JD: I think they should be treated equally. They are certainly listed equally. I see nothing in Paul’s writing that one is worse than the other and I think if we’re going to be faithful to Scripture, I think we need to have the same priorities Scripture has. I certainly think the ramifications of some sins are more serious than others and that needs to be taken into consideration. So, for example, Jesus said that if you lust after a woman you have committed adultery of the heart with that woman. I certainly see a difference between adultery of the heart and literal, physical adultery. If a pastor in a moment of weakness allows himself to lust after a woman, I would expect that pastor to prayerfully say, “Lord, cleanse me of that sin; guard my eyes; help me to not do that again.” I would certainly not say to throw him out of the ministry. I wouldn’t even say ask him to step down for a while. But if that pastor committed physical adultery with a woman, I would say, yes, he needs to step down; something needs to get corrected here. Those are both sin, and they’re both recognized as sins, but one has ramifications more serious than the other. So I do believe there is such a thing as a difference in the severity of ramifications, but I don’t see, particularly in the list of sexual sins Paul was condemning there, a difference in the seriousness of them between them.

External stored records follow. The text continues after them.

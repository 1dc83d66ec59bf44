//! Logging macros
//!
//! The macros expand at the call site, so the `defmt` feature checked here is
//! the calling crate's. Every fermon crate declares a `defmt` feature that
//! enables its own `defmt` dependency; without it the macros only borrow
//! their arguments.

/// Log an error
#[macro_export]
macro_rules! fm_error {
    ($fmt:literal $(, $arg:expr)* $(,)?) => {{
        #[cfg(feature = "defmt")]
        ::defmt::error!($fmt $(, $arg)*);
        #[cfg(not(feature = "defmt"))]
        {
            $(let _ = &$arg;)*
        }
    }};
}

/// Log a warning
#[macro_export]
macro_rules! fm_warn {
    ($fmt:literal $(, $arg:expr)* $(,)?) => {{
        #[cfg(feature = "defmt")]
        ::defmt::warn!($fmt $(, $arg)*);
        #[cfg(not(feature = "defmt"))]
        {
            $(let _ = &$arg;)*
        }
    }};
}

/// Log an informational message
#[macro_export]
macro_rules! fm_info {
    ($fmt:literal $(, $arg:expr)* $(,)?) => {{
        #[cfg(feature = "defmt")]
        ::defmt::info!($fmt $(, $arg)*);
        #[cfg(not(feature = "defmt"))]
        {
            $(let _ = &$arg;)*
        }
    }};
}

/// Log a debug message
#[macro_export]
macro_rules! fm_debug {
    ($fmt:literal $(, $arg:expr)* $(,)?) => {{
        #[cfg(feature = "defmt")]
        ::defmt::debug!($fmt $(, $arg)*);
        #[cfg(not(feature = "defmt"))]
        {
            $(let _ = &$arg;)*
        }
    }};
}

/// Log a trace message
#[macro_export]
macro_rules! fm_trace {
    ($fmt:literal $(, $arg:expr)* $(,)?) => {{
        #[cfg(feature = "defmt")]
        ::defmt::trace!($fmt $(, $arg)*);
        #[cfg(not(feature = "defmt"))]
        {
            $(let _ = &$arg;)*
        }
    }};
}
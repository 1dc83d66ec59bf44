//! Latest sensor readings, assembled into the next log record

use bitflags::bitflags;
use fermon_sensors::BubbleReading;
use fermon_store::LogRecord;

bitflags! {
    /// Sources updated since the last store attempt
    #[derive(Debug, Clone, Copy, PartialEq, Eq, Default)]
    pub struct Fresh: u8 {
        const TEMPERATURE = 0x01;
        const BUBBLE = 0x02;
        const WEIGHT = 0x04;
        const ETHANOL = 0x08;
    }
}

#[cfg(feature = "defmt")]
impl defmt::Format for Fresh {
    fn format(&self, fmt: defmt::Formatter) {
        defmt::write!(fmt, "Fresh({=u8:#x})", self.bits());
    }
}

/// Newest value from every sensor
///
/// A sensor that stops reporting keeps its last value; `fresh` tells which
/// fields moved since the last store.
#[derive(Debug, Clone, Copy, Default, PartialEq, Eq)]
pub struct Latest {
    record: LogRecord,
    fresh: Fresh,
    bubble_raw: u16,
    threshold: Option<u16>,
}

impl Latest {
    pub const fn new() -> Self {
        Self {
            record: LogRecord::empty(),
            fresh: Fresh::empty(),
            bubble_raw: 0,
            threshold: None,
        }
    }

    pub fn set_temperature(&mut self, raw: u16) {
        self.record.temperature = raw;
        self.fresh |= Fresh::TEMPERATURE;
    }

    pub fn set_weight(&mut self, weight: i32) {
        self.record.weight = weight;
        self.fresh |= Fresh::WEIGHT;
    }

    pub fn set_ethanol(&mut self, level: u16) {
        self.record.ethanol = level;
        self.fresh |= Fresh::ETHANOL;
    }

    /// Bubble counters plus the sample and threshold they were taken with
    pub fn set_bubble(&mut self, reading: BubbleReading, raw: u16, threshold: u16) {
        self.record.bubble = reading.integral;
        self.record.co2 = reading.co2;
        self.bubble_raw = raw;
        self.threshold = Some(threshold);
        self.fresh |= Fresh::BUBBLE;
    }

    /// Record to store next; its sequence number is stamped by the store
    pub fn record(&self) -> LogRecord {
        self.record
    }

    pub fn fresh(&self) -> Fresh {
        self.fresh
    }

    pub fn clear_fresh(&mut self) {
        self.fresh = Fresh::empty();
    }

    /// Last raw bubble sensor sample
    pub fn bubble_raw(&self) -> u16 {
        self.bubble_raw
    }

    /// Bubble threshold in ADC units, once the bubble task has reported
    pub fn threshold(&self) -> Option<u16> {
        self.threshold
    }
}
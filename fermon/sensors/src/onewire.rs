//! Bit-banged one-wire bus master
//!
//! The bus pin is open-drain: `set_low` pulls the line down, `set_high`
//! releases it and the external pull-up takes it high. Every slot is a
//! sequence of exact waits, so a [`OneWire`] is a [`TimedOperation`] and
//! runs from the one-shot interrupt once started.
//!
//! Only single-drop buses are driven: every command is addressed with
//! SKIP ROM.

use embedded_hal::digital::{InputPin, OutputPin};
use fermon_core::fm_warn;
use fermon_kernel::{Step, TimedCx, TimedOperation, TimingStep, TimingTable};

/// Address the only device on the bus
pub const SKIP_ROM: u8 = 0xCC;

/// Longest read a transfer can return
pub const MAX_READ: usize = 9;

const UNBOUNDED: u32 = u32::MAX;

/// What to put on the bus
#[derive(Debug, Clone, Copy, PartialEq, Eq)]
pub enum Transfer {
    /// Reset pulse and presence detect
    Reset,
    /// SKIP ROM then a function command
    Command(u8),
    /// SKIP ROM, a function command, then `len` bytes read back
    CommandRead { cmd: u8, len: u8 },
    /// One read slot
    ReadBit,
}

#[derive(Debug, Clone, Copy, PartialEq, Eq)]
enum Phase {
    Idle,
    Lock,
    ResetLow,
    ResetRelease,
    ResetSample,
    WriteOneLow,
    WriteOneRelease,
    WriteZeroLow,
    WriteZeroRelease,
    WriteNext,
    ReadLow,
    ReadRelease,
    ReadSample,
    ReadNext,
    Release,
    Report,
}

/// Slot timings. Each step drives the line for its `from` phase, then waits.
static TIMING: TimingTable<Phase> = TimingTable::new(&[
    TimingStep::new(Phase::ResetLow, 500, 960, Phase::ResetRelease),
    // Presence pulse starts 15-60 us after release and lasts at least 60 us
    TimingStep::new(Phase::ResetRelease, 65, 75, Phase::ResetSample),
    TimingStep::new(Phase::ResetSample, 430, UNBOUNDED, Phase::Release),
    TimingStep::new(Phase::WriteOneLow, 5, 15, Phase::WriteOneRelease),
    TimingStep::new(Phase::WriteOneRelease, 75, UNBOUNDED, Phase::WriteNext),
    TimingStep::new(Phase::WriteZeroLow, 70, 120, Phase::WriteZeroRelease),
    TimingStep::new(Phase::WriteZeroRelease, 10, UNBOUNDED, Phase::WriteNext),
    TimingStep::new(Phase::ReadLow, 3, 10, Phase::ReadRelease),
    // Sample inside 15 us of the falling edge
    TimingStep::new(Phase::ReadRelease, 10, 12, Phase::ReadSample),
    TimingStep::new(Phase::ReadSample, 53, UNBOUNDED, Phase::ReadNext),
]);

/// Check the slot timings against a one-shot timer clock.
pub fn validate_bus_timing(tick_hz: u32) -> fermon_core::FmResult<()> {
    TIMING.validate(tick_hz)
}

/// One-wire bus master on an open-drain pin
pub struct OneWire<P> {
    pin: P,
    phase: Phase,
    reset: bool,
    tx: [u8; 2],
    tx_bits: u16,
    rx_bits: u16,
    bit: u16,
    rx: [u8; MAX_READ],
    presence: bool,
    fault: bool,
}

impl<P> OneWire<P> {
    pub const fn new(pin: P) -> Self {
        Self {
            pin,
            phase: Phase::Idle,
            reset: false,
            tx: [0; 2],
            tx_bits: 0,
            rx_bits: 0,
            bit: 0,
            rx: [0; MAX_READ],
            presence: false,
            fault: false,
        }
    }

    /// Load the next transfer. False while one is still in flight.
    pub fn begin(&mut self, transfer: Transfer) -> bool {
        if self.phase != Phase::Idle {
            return false;
        }
        self.tx_bits = 0;
        self.rx_bits = 0;
        match transfer {
            Transfer::Reset => self.presence = false,
            Transfer::Command(cmd) => {
                self.tx = [SKIP_ROM, cmd];
                self.tx_bits = 16;
            }
            Transfer::CommandRead { cmd, len } => {
                self.tx = [SKIP_ROM, cmd];
                self.tx_bits = 16;
                self.rx_bits = (len as usize).min(MAX_READ) as u16 * 8;
            }
            Transfer::ReadBit => self.rx_bits = 1,
        }
        self.reset = transfer == Transfer::Reset;
        self.bit = 0;
        self.rx = [0; MAX_READ];
        self.phase = Phase::Lock;
        true
    }

    pub fn is_idle(&self) -> bool {
        self.phase == Phase::Idle
    }

    /// A device answered the last reset
    pub fn presence(&self) -> bool {
        self.presence
    }

    /// Bytes from the last read transfer
    pub fn data(&self) -> &[u8] {
        let len = (self.rx_bits as usize).div_ceil(8);
        &self.rx[..len]
    }

    /// Level of the last [`Transfer::ReadBit`] slot
    pub fn bit(&self) -> bool {
        self.rx[0] & 1 != 0
    }

    /// True once if a pin access failed since the last call
    pub fn take_fault(&mut self) -> bool {
        core::mem::take(&mut self.fault)
    }

    pub fn pin_mut(&mut self) -> &mut P {
        &mut self.pin
    }
}

impl<P: InputPin + OutputPin> OneWire<P> {
    fn drive_low(&mut self) {
        if self.pin.set_low().is_err() {
            self.fault = true;
        }
    }

    fn release_bus(&mut self) {
        if self.pin.set_high().is_err() {
            self.fault = true;
        }
    }

    fn sample(&mut self) -> bool {
        match self.pin.is_high() {
            Ok(level) => level,
            Err(_) => {
                self.fault = true;
                true
            }
        }
    }

    fn write_phase(&self) -> Phase {
        let byte = self.tx[(self.bit / 8) as usize];
        if (byte >> (self.bit % 8)) & 1 != 0 {
            Phase::WriteOneLow
        } else {
            Phase::WriteZeroLow
        }
    }

    /// First phase after the lock is taken
    fn first_phase(&mut self) -> Phase {
        if self.reset {
            Phase::ResetLow
        } else if self.tx_bits > 0 {
            self.write_phase()
        } else if self.rx_bits > 0 {
            Phase::ReadLow
        } else {
            Phase::Release
        }
    }

    fn timed(&mut self, cx: &mut TimedCx<'_>) -> Step {
        match TIMING.lookup(self.phase) {
            Some(step) => {
                self.phase = step.to;
                cx.wait_step(step)
            }
            None => {
                self.phase = Phase::Release;
                Step::Pending
            }
        }
    }
}

impl<P: InputPin + OutputPin + Send> TimedOperation for OneWire<P> {
    fn step(&mut self, cx: &mut TimedCx<'_>) -> Step {
        loop {
            match self.phase {
                Phase::Idle => return Step::Done,
                Phase::Lock => {
                    if !cx.lock_timer() {
                        return Step::Pending;
                    }
                    self.phase = self.first_phase();
                }
                Phase::ResetLow | Phase::WriteOneLow | Phase::WriteZeroLow | Phase::ReadLow => {
                    self.drive_low();
                    return self.timed(cx);
                }
                Phase::ResetRelease
                | Phase::WriteOneRelease
                | Phase::WriteZeroRelease
                | Phase::ReadRelease => {
                    self.release_bus();
                    return self.timed(cx);
                }
                Phase::ResetSample => {
                    self.presence = !self.sample();
                    return self.timed(cx);
                }
                Phase::ReadSample => {
                    if self.sample() {
                        self.rx[(self.bit / 8) as usize] |= 1 << (self.bit % 8);
                    }
                    return self.timed(cx);
                }
                Phase::WriteNext => {
                    self.bit += 1;
                    if self.bit < self.tx_bits {
                        self.phase = self.write_phase();
                    } else if self.rx_bits > 0 {
                        self.bit = 0;
                        self.tx_bits = 0;
                        self.phase = Phase::ReadLow;
                    } else {
                        self.phase = Phase::Release;
                    }
                }
                Phase::ReadNext => {
                    self.bit += 1;
                    self.phase = if self.bit < self.rx_bits {
                        Phase::ReadLow
                    } else {
                        Phase::Release
                    };
                }
                Phase::Release => {
                    if self.fault {
                        fm_warn!("one-wire pin fault");
                    }
                    self.phase = Phase::Report;
                    if cx.release_timer() == Step::Pending {
                        return Step::Pending;
                    }
                }
                Phase::Report => {
                    self.phase = Phase::Idle;
                    return Step::Done;
                }
            }
        }
    }
}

DD: Is there hope for those afflicted with same-sex attraction?
JD: There is hope for anyone afflicted with anything. Same-sex Attraction is no exception. I think because we have elevated this homosexuality, either to special sin status or to special status in the positive sense, that is a relatively new phenomenon. I see in Paul’s epistles in particular a very practical and very clear viewpoint that there are many inclinations and desires and behaviors people have or engage in that are unacceptable to God. All of them need to be dealt with as though they are unacceptable to God and therefore cannot be acceptable to God’s people. That being the case, we must recognize that God calls people to repentance; there is always hope because we are not called for repentance unto death, we’re called to repentance unto life. When we are willing to accept the death sentence for the behaviors we have incorporated that are outside God’s Law, we find that what we are doing is very much in our own best interest, even if at the time it feels like we are making an enormous sacrifice for God’s sake. We see later that what God required of me was actually freeing me!
DD: You mentioned a father had told you about his gay son. He felt sick even looking at him. When you asked him how he would feel if his son was living with a woman but not married, he replied that at least that was normal. Yet, as you pointed out, both are a sin. Why do you think so many Christians see this one sin as far greater than others?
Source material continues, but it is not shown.